(Dataset entries)
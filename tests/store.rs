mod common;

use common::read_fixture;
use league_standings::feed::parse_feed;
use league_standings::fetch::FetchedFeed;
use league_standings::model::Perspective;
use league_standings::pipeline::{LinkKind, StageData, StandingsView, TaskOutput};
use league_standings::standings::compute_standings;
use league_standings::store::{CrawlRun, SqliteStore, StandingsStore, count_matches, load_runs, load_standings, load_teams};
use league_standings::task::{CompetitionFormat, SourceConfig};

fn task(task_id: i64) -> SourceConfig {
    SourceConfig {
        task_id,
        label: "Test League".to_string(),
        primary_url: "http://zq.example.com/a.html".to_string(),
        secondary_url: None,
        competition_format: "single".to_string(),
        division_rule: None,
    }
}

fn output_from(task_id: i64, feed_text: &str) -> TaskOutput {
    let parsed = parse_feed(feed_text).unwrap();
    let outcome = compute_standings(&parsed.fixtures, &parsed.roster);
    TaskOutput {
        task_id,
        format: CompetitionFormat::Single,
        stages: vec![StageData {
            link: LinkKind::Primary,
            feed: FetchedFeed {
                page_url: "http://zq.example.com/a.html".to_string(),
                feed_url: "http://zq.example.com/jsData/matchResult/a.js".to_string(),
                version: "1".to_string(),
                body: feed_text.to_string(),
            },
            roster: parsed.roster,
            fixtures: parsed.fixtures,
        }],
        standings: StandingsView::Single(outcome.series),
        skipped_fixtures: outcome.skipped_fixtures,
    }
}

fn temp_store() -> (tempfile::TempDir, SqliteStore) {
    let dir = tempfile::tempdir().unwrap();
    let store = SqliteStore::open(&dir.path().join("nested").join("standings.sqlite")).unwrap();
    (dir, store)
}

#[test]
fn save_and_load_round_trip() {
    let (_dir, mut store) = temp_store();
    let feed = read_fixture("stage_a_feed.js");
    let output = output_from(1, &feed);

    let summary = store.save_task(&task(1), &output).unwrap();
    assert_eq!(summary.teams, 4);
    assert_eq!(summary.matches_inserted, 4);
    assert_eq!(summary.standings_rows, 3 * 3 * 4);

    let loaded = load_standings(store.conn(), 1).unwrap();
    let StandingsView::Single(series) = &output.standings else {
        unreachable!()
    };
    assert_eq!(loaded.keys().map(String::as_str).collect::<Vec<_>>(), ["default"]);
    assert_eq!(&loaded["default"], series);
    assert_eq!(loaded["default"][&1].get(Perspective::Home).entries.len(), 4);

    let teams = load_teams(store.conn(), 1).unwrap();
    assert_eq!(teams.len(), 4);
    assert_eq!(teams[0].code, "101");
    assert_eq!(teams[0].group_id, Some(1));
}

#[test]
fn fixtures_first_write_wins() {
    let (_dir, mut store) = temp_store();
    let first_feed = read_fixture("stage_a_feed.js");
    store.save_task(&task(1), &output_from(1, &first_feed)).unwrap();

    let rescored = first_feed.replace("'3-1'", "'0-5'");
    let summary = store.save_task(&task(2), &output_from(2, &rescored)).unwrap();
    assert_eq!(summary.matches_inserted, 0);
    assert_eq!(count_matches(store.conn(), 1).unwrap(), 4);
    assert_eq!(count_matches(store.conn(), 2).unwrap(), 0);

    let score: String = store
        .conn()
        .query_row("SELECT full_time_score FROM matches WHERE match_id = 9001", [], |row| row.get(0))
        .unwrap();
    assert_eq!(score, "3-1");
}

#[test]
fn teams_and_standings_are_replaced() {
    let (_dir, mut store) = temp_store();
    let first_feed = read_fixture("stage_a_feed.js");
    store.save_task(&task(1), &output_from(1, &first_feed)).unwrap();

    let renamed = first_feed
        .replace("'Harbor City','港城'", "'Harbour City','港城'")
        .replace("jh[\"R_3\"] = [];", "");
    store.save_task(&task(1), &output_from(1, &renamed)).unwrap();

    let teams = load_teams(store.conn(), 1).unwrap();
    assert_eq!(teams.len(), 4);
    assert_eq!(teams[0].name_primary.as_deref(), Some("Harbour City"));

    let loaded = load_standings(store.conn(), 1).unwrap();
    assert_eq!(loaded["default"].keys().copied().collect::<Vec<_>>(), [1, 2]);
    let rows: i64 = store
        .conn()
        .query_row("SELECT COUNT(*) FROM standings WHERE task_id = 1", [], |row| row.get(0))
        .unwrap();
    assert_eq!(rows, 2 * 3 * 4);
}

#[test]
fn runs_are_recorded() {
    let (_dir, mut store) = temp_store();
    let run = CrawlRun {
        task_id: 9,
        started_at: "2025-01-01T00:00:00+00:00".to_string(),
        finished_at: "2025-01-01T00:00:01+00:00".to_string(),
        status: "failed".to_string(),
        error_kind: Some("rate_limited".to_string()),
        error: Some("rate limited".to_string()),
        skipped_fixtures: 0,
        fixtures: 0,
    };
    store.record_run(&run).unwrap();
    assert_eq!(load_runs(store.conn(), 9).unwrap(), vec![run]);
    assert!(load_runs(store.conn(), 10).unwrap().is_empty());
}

▸ Exercise objective
Looking at the entries above, report how many of their lines include "summary", and add nothing else.

▸ Output of the exercise
6